– Я рада, что вы мне не родственница, и никогда больше я не назову вас тетей, до самой смерти не назову! А когда вырасту, ни разу вас не навещу. А если кто-нибудь меня спросит, любила ли я вас и как вы со мной обходились, я отвечу, что мне делается тошно от мысли о вас, что обходились вы со мной жестоко и бессердечно.
– Как ты смеешь утверждать такое, Джейн Эйр?
– Как смею, миссис Рид? Как смею? Да потому, что это чистая правда. Вы считаете меня бесчувственной, полагаете, будто я не нуждаюсь хоть в капельке любви или доброты, но я так жить не могу, а в вас нет жалости. Я не забуду, как вы втолкнули меня… грубо и беспощадно втолкнули меня назад в Красную комнату и заперли там – до смертного часа не забуду. Хотя я изнемогала, хотя я кричала, задыхаясь от отчаяния: «Сжальтесь! Сжальтесь, тетя Рид!» И этому наказанию вы меня подвергли потому лишь, что ваш скверный сынок ударил меня, сбил с ног ни за что ни про что. Вот что я буду говорить всем, кто меня спросит. Люди считают вас хорошей женщиной, но вы скверная, бессердечная! Это вы обманываете и лжете!
Я еще не договорила, а моя душа уже воспрянула, возликовала от неведомого мне прежде ощущения вольности и торжества. Будто распались невидимые оковы и я вырвалась на свободу, о чем не смела даже мечтать. И для этого чувства были основания: миссис Рид выглядела испуганной, шитье соскользнуло с ее колен, она раскачивалась, подняв перед собой ладони, а лицо у нее сморщилось, словно она готова была заплакать.

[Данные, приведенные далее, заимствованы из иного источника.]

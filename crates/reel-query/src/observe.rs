//! Per-key change notifications.
//!
//! The cache emits a plain ping whenever a key's state changes; the
//! rendering collaborator subscribes and re-reads whatever it needs.
//! Nothing here knows about any UI framework's diffing mechanism.

use std::collections::HashMap;
use std::rc::Rc;

/// Callback registry keyed by serialized query key.
#[derive(Default)]
pub(crate) struct ObserverRegistry {
    next_id: u64,
    subscribers: HashMap<String, Vec<(u64, Rc<dyn Fn()>)>>,
}

impl ObserverRegistry {
    pub fn insert(&mut self, id: &str, callback: Rc<dyn Fn()>) -> u64 {
        let token = self.next_id;
        self.next_id += 1;
        self.subscribers
            .entry(id.to_string())
            .or_default()
            .push((token, callback));
        token
    }

    pub fn remove(&mut self, id: &str, token: u64) {
        if let Some(callbacks) = self.subscribers.get_mut(id) {
            callbacks.retain(|(t, _)| *t != token);
            if callbacks.is_empty() {
                self.subscribers.remove(id);
            }
        }
    }

    /// Snapshot the callbacks for a key so they can be invoked without
    /// holding the registry borrow.
    pub fn callbacks_for(&self, id: &str) -> Vec<Rc<dyn Fn()>> {
        self.subscribers
            .get(id)
            .map(|cbs| cbs.iter().map(|(_, cb)| Rc::clone(cb)).collect())
            .unwrap_or_default()
    }
}

/// Handle for an active subscription; unsubscribes when dropped.
pub struct Subscription {
    cancel: Option<Box<dyn FnOnce()>>,
}

impl Subscription {
    pub(crate) fn new(cancel: impl FnOnce() + 'static) -> Self {
        Self {
            cancel: Some(Box::new(cancel)),
        }
    }

    /// Unsubscribe explicitly (equivalent to dropping the handle).
    pub fn unsubscribe(self) {}
}

impl Drop for Subscription {
    fn drop(&mut self) {
        if let Some(cancel) = self.cancel.take() {
            cancel();
        }
    }
}
//! The hydration transport format.

use reel_query::{ErrorInfo, PageToken};
use serde::{Deserialize, Serialize};
use serde_json::Value;

/// Serializable snapshot of one or more cached queries.
///
/// Plain data by construction: items are type-erased JSON values, so
/// one snapshot can carry queries of different item types (a movie tab
/// and a person tab) across the server/client process boundary
/// verbatim. No functions, no cycles.
#[derive(Debug, Clone, Default, Serialize, Deserialize)]
pub struct DehydratedState {
    /// Captured queries, one per key.
    pub queries: Vec<DehydratedQuery>,
}

impl DehydratedState {
    /// Create an empty snapshot.
    pub fn new() -> Self {
        Self::default()
    }

    /// Number of captured queries.
    pub fn len(&self) -> usize {
        self.queries.len()
    }

    /// Whether the snapshot captured nothing.
    pub fn is_empty(&self) -> bool {
        self.queries.is_empty()
    }

    /// Fold another snapshot into this one, e.g. to combine captures
    /// from several typed clients serving the same request.
    pub fn merge(mut self, other: Self) -> Self {
        self.queries.extend(other.queries);
        self
    }
}

/// One captured query: its key, first page, and result metadata.
#[derive(Debug, Clone, Serialize, Deserialize)]
pub struct DehydratedQuery {
    /// Canonical serialized query key.
    pub key: String,
    /// First-page items, type-erased.
    pub items: Vec<Value>,
    /// Cursor the captured page was fetched with.
    #[serde(skip_serializing_if = "Option::is_none")]
    pub self_token: Option<PageToken>,
    /// Cursor for the page after the captured one.
    #[serde(skip_serializing_if = "Option::is_none")]
    pub next_token: Option<PageToken>,
    /// Server-reported total count.
    #[serde(skip_serializing_if = "Option::is_none")]
    pub total_count: Option<u64>,
    /// Epoch milliseconds of the capture's last page delivery, so the
    /// client's staleness window starts from the prefetch time.
    pub last_updated: u64,
    /// Captured failure, present only when errors were opted in.
    #[serde(skip_serializing_if = "Option::is_none")]
    pub error: Option<ErrorInfo>,
}
//! Staleness and eviction configuration.

use std::time::Duration;

/// Invalidation policy for a [`crate::QueryClient`].
///
/// Entries older than `stale_time` are treated as absent by the next
/// first-page read, forcing a refetch while the old flattened view
/// keeps being served until the refetch completes. The cache never
/// holds more than `max_entries` entries; least-recently-used ones are
/// evicted first, skipping entries with a fetch in flight.
#[derive(Debug, Clone)]
pub struct QueryClientConfig {
    /// Staleness window for cached entries.
    pub stale_time: Duration,
    /// Finite bound on cached entries.
    pub max_entries: usize,
}

impl Default for QueryClientConfig {
    fn default() -> Self {
        Self {
            stale_time: Duration::from_secs(300),
            max_entries: 64,
        }
    }
}

impl QueryClientConfig {
    /// Create a config with the default policy.
    pub fn new() -> Self {
        Self::default()
    }

    /// Set the staleness window.
    pub fn with_stale_time(mut self, window: Duration) -> Self {
        self.stale_time = window;
        self
    }

    /// Set the entry bound.
    pub fn with_max_entries(mut self, max: usize) -> Self {
        self.max_entries = max.max(1);
        self
    }
}

#[cfg(test)]
mod tests {
    use super::*;

    #[test]
    fn test_config_builder() {
        let config = QueryClientConfig::new()
            .with_stale_time(Duration::from_secs(60))
            .with_max_entries(8);

        assert_eq!(config.stale_time, Duration::from_secs(60));
        assert_eq!(config.max_entries, 8);
    }

    #[test]
    fn test_entry_bound_is_never_zero() {
        let config = QueryClientConfig::new().with_max_entries(0);
        assert_eq!(config.max_entries, 1);
    }
}
//! Per-query page storage.

use std::collections::HashMap;
use std::time::Duration;

use serde::{Deserialize, Serialize};

use crate::error::{ErrorInfo, QueryError};
use crate::page::{Page, PageToken};

/// Fetch status of a cached query.
#[derive(Debug, Clone, Copy, PartialEq, Eq, Serialize, Deserialize)]
#[serde(rename_all = "lowercase")]
pub enum QueryStatus {
    /// No fetch has been issued yet.
    Idle,
    /// The first page is being fetched.
    Fetching,
    /// A subsequent page is being fetched.
    FetchingNext,
    /// The last fetch succeeded.
    Success,
    /// The last fetch failed; already-loaded pages are preserved.
    Error,
}

impl QueryStatus {
    /// Whether a fetch is currently in flight.
    pub fn is_fetching(&self) -> bool {
        matches!(self, Self::Fetching | Self::FetchingNext)
    }
}

impl std::fmt::Display for QueryStatus {
    fn fmt(&self, f: &mut std::fmt::Formatter<'_>) -> std::fmt::Result {
        match self {
            Self::Idle => write!(f, "idle"),
            Self::Fetching => write!(f, "fetching"),
            Self::FetchingNext => write!(f, "fetching-next"),
            Self::Success => write!(f, "success"),
            Self::Error => write!(f, "error"),
        }
    }
}

/// Cached state of one paginated query.
///
/// `pages` is append-only while the status moves through the fetching
/// states; a reset replaces the whole state and bumps the generation so
/// that late completions of superseded fetches are discarded.
#[derive(Debug, Clone)]
pub struct QueryState<T> {
    /// Fetched pages, in fetch order (equals display order).
    pub pages: Vec<Page<T>>,
    /// Current fetch status.
    pub status: QueryStatus,
    /// Failure details when `status` is `Error`.
    pub error: Option<ErrorInfo>,
    /// Server-reported total item count across all pages.
    pub total_count: Option<u64>,
    /// Epoch milliseconds of the last successful page delivery.
    pub last_updated: u64,
    generation: u64,
    scoped: bool,
}

impl<T> QueryState<T> {
    fn new(generation: u64) -> Self {
        Self {
            pages: Vec::new(),
            status: QueryStatus::Idle,
            error: None,
            total_count: None,
            last_updated: now_millis(),
            generation,
            scoped: false,
        }
    }

    /// A detached idle state, returned for keys the cache has never seen.
    pub(crate) fn idle() -> Self {
        Self::new(0)
    }

    /// A state seeded from a previously captured first page.
    pub(crate) fn seeded(
        pages: Vec<Page<T>>,
        status: QueryStatus,
        error: Option<ErrorInfo>,
        total_count: Option<u64>,
        last_updated: u64,
    ) -> Self {
        Self {
            pages,
            status,
            error,
            total_count,
            last_updated,
            generation: 0,
            scoped: false,
        }
    }

    /// Cursor for the next page, taken from the most recent page.
    pub fn next_token(&self) -> Option<&PageToken> {
        self.pages.last().and_then(|p| p.next_token.as_ref())
    }

    /// Whether more pages can be fetched.
    pub fn has_next_page(&self) -> bool {
        self.next_token().is_some()
    }

    /// Whether the entry is older than the given staleness window.
    pub fn is_stale(&self, window: Duration) -> bool {
        now_millis().saturating_sub(self.last_updated) > window.as_millis() as u64
    }

    /// The last fetch failure as a typed [`QueryError::Fetch`], when
    /// `status` is `Error`.
    pub fn failure(&self) -> Option<QueryError> {
        self.error.clone().map(QueryError::Fetch)
    }

    pub(crate) fn generation(&self) -> u64 {
        self.generation
    }
}

impl<T: Clone> QueryState<T> {
    /// Concatenate all pages' items in fetch order. Pure projection.
    pub fn flatten(&self) -> Vec<T> {
        self.pages.iter().flat_map(|p| p.items.iter().cloned()).collect()
    }
}

/// Keyed storage for [`QueryState`] entries with LRU access order.
///
/// Append is the only mutation of `pages`; it is rejected when the
/// page's own cursor does not match the currently expected one, so a
/// stale delivery can never corrupt page order.
pub(crate) struct PageStore<T> {
    entries: HashMap<String, QueryState<T>>,
    order: Vec<String>,
    next_generation: u64,
}

impl<T> PageStore<T> {
    pub fn new() -> Self {
        Self {
            entries: HashMap::new(),
            order: Vec::new(),
            next_generation: 1,
        }
    }

    fn fresh_generation(&mut self) -> u64 {
        let generation = self.next_generation;
        self.next_generation += 1;
        generation
    }

    pub fn get(&self, id: &str) -> Option<&QueryState<T>> {
        self.entries.get(id)
    }

    pub fn generation_of(&self, id: &str) -> Option<u64> {
        self.entries.get(id).map(QueryState::generation)
    }

    /// Move `id` to the most-recently-used position.
    pub fn touch(&mut self, id: &str) {
        if let Some(pos) = self.order.iter().position(|o| o == id) {
            let id = self.order.remove(pos);
            self.order.push(id);
        }
    }

    /// Mark a fetch as started, creating the entry if needed.
    ///
    /// Returns the generation the completion must present to be applied.
    pub fn begin_fetch(&mut self, id: &str, phase: QueryStatus) -> u64 {
        let generation = match self.entries.get_mut(id) {
            Some(state) => {
                state.status = phase;
                state.error = None;
                state.generation
            }
            None => {
                let generation = self.fresh_generation();
                let mut state = QueryState::new(generation);
                state.status = phase;
                self.entries.insert(id.to_string(), state);
                self.order.push(id.to_string());
                generation
            }
        };
        self.touch(id);
        generation
    }

    /// Install a freshly fetched first page, replacing any previous
    /// pages (the revalidation path for stale entries).
    pub fn replace_first(&mut self, id: &str, page: Page<T>) {
        if let Some(state) = self.entries.get_mut(id) {
            state.total_count = page.total_count.or(state.total_count);
            state.pages = vec![page];
            state.status = QueryStatus::Success;
            state.error = None;
            state.last_updated = now_millis();
        }
    }

    /// Append a subsequent page.
    ///
    /// Rejected with [`QueryError::OutOfOrderAppend`] when the page's
    /// `self_token` does not match the state's current `next_token`.
    pub fn append(&mut self, id: &str, page: Page<T>) -> Result<(), QueryError> {
        let Some(state) = self.entries.get_mut(id) else {
            return Err(QueryError::OutOfOrderAppend {
                expected: None,
                got: page.self_token.as_ref().map(ToString::to_string),
            });
        };
        let expected = state.next_token().cloned();
        if page.self_token != expected {
            return Err(QueryError::OutOfOrderAppend {
                expected: expected.as_ref().map(ToString::to_string),
                got: page.self_token.as_ref().map(ToString::to_string),
            });
        }
        state.total_count = page.total_count.or(state.total_count);
        state.pages.push(page);
        state.status = QueryStatus::Success;
        state.error = None;
        state.last_updated = now_millis();
        Ok(())
    }

    /// Record a failed fetch. Pages are left untouched so a retry can
    /// re-enter the transition that failed.
    pub fn settle_error(&mut self, id: &str, error: ErrorInfo) {
        if let Some(state) = self.entries.get_mut(id) {
            state.status = QueryStatus::Error;
            state.error = Some(error);
        }
    }

    /// Return a fetching entry to its last settled status after a
    /// discarded delivery.
    pub fn rollback(&mut self, id: &str) {
        if let Some(state) = self.entries.get_mut(id) {
            state.status = if state.pages.is_empty() {
                QueryStatus::Idle
            } else {
                QueryStatus::Success
            };
            state.error = None;
        }
    }

    /// Replace the entry with a fresh idle state under a new generation.
    pub fn reset(&mut self, id: &str) {
        let generation = self.fresh_generation();
        if let Some(state) = self.entries.get_mut(id) {
            *state = QueryState::new(generation);
        }
    }

    /// Install a seeded entry if the key has never been written.
    ///
    /// Returns `false` without touching anything when an entry already
    /// exists (first writer wins).
    pub fn insert_seeded(&mut self, id: &str, mut state: QueryState<T>) -> bool {
        if self.entries.contains_key(id) {
            return false;
        }
        state.generation = self.fresh_generation();
        self.entries.insert(id.to_string(), state);
        self.order.push(id.to_string());
        true
    }

    /// Tie the entry to the transient navigation scope.
    pub fn mark_scoped(&mut self, id: &str) {
        if let Some(state) = self.entries.get_mut(id) {
            state.scoped = true;
        }
    }

    /// Evict every scope-tied entry, returning the evicted ids.
    pub fn evict_scoped(&mut self) -> Vec<String> {
        let evicted: Vec<String> = self
            .entries
            .iter()
            .filter(|(_, s)| s.scoped)
            .map(|(id, _)| id.clone())
            .collect();
        for id in &evicted {
            self.entries.remove(id);
            self.order.retain(|o| o != id);
        }
        evicted
    }

    /// Evict least-recently-used entries beyond `max`, skipping any
    /// with a fetch in flight.
    pub fn evict_over(&mut self, max: usize) {
        while self.entries.len() > max {
            let victim = self
                .order
                .iter()
                .find(|id| {
                    self.entries
                        .get(*id)
                        .map(|s| !s.status.is_fetching())
                        .unwrap_or(true)
                })
                .cloned();
            let Some(id) = victim else { break };
            self.entries.remove(&id);
            self.order.retain(|o| o != &id);
        }
    }

    pub fn len(&self) -> usize {
        self.entries.len()
    }
}

fn now_millis() -> u64 {
    use std::time::{SystemTime, UNIX_EPOCH};
    SystemTime::now()
        .duration_since(UNIX_EPOCH)
        .map(|d| d.as_millis() as u64)
        .unwrap_or(0)
}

– Джейн, ты в заблуждении. Что с тобой? Почему ты так дрожишь? Дать тебе воды?
– Не надо, миссис Рид.
– Может быть, ты чего-нибудь хочешь, Джейн? Поверь, я желаю быть тебе другом.
– Нет! Вы наговорили мистеру Броклхерсту, что у меня дурной характер, что я обманщица; и я всем в Ловуде расскажу, какая вы и что вы творили.
– Джейн, ты просто не понимаешь. Детей необходимо отучать от их дурных привычек.
– Обманывать – не моя привычка! – крикнула я отчаянным пронзительным голосом.
– Но ты не умеешь сдерживаться, Джейн, согласись. А теперь вернись в детскую, будь милочкой и ненадолго приляг.
– Я для вас не милочка и прилечь не хочу! Поскорее отошлите меня в школу, миссис Рид, потому что мне невыносимо жить здесь.
– Да, я отошлю ее в школу без промедления, – пробормотала миссис Рид про себя и, подняв шитье, быстро вышла из комнаты.
Я осталась там одна – победительницей на поле брани. Это была самая отчаянная битва в моей жизни и моя первая победа. Некоторое время я стояла на коврике, где совсем недавно стоял мистер Броклхерст, и в одиночестве наслаждалась своим триумфом. Вначале я улыбалась и испытывала гордое упоение. Но эта жгучая радость угасла во мне с той же быстротой, с какой замедлилось бурное биение сердца. Ребенок, восставая на взрослых, как восстала я, дав полную волю своим возмущенным чувствам, неминуемо испытывает потом уколы сожаления, и знобящая дрожь сменяет недавний жар. Пламя, бушующее на гряде вересковых холмов, живое, стремительное, всепожирающее, – вот чему можно было бы уподобить мой гнев, пока я обличала миссис Рид и угрожала ей; та же гряда, почерневшая, оголенная после того как пламя погасло, столь же верно символизировала бы мое душевное состояние, когда получасовые размышления в гробовой тишине показали мне все безумие моего поведения, всю тягостность моего положения ненавидимой и ненавидящей.